> **What is needed**: Search each line below for the word "crate" and list those that contain it.

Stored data
--
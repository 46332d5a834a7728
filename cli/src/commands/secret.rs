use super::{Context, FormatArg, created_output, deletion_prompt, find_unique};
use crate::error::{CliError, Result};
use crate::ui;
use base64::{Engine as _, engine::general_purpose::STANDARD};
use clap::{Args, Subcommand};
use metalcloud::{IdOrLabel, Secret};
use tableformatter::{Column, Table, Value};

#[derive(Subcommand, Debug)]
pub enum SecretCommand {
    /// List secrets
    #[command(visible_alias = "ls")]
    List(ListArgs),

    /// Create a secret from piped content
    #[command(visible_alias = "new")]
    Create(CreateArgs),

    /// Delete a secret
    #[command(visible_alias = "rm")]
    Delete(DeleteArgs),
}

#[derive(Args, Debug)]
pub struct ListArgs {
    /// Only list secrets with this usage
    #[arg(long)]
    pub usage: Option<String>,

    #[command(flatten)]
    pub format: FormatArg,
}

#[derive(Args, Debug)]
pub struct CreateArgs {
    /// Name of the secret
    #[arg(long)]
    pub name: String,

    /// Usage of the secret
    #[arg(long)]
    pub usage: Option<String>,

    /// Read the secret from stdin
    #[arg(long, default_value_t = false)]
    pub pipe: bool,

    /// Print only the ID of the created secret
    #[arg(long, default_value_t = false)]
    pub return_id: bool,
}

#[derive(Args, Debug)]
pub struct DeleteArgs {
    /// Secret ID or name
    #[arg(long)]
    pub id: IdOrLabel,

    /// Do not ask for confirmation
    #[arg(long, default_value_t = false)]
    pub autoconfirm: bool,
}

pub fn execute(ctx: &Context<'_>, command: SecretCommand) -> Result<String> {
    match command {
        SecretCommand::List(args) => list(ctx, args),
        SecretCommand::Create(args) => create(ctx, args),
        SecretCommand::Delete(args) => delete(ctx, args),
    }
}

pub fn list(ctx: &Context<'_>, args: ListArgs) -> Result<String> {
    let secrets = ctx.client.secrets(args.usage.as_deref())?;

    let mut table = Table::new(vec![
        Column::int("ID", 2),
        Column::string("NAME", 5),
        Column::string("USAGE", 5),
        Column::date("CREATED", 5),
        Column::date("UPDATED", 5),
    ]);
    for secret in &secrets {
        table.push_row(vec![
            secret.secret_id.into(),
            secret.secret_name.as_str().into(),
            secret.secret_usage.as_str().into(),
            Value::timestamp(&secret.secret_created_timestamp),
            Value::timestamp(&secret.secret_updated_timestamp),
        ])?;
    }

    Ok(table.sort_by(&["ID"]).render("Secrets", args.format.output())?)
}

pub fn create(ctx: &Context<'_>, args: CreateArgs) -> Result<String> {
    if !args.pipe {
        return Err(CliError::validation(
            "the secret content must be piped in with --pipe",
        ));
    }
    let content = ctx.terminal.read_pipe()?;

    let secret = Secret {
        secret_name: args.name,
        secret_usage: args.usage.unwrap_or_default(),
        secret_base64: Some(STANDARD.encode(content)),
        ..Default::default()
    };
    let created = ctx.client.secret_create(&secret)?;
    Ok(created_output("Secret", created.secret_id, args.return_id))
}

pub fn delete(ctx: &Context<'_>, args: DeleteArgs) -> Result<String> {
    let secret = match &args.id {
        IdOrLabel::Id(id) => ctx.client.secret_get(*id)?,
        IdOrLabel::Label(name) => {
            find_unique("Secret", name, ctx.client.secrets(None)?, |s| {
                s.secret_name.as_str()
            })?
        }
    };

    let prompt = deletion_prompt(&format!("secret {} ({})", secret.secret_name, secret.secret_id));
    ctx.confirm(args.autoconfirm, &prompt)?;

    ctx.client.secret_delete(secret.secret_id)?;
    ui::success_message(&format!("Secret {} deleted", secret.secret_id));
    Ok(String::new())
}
--
> **Task solution**:
use crate::error::{CliError, Result};
use crate::ui;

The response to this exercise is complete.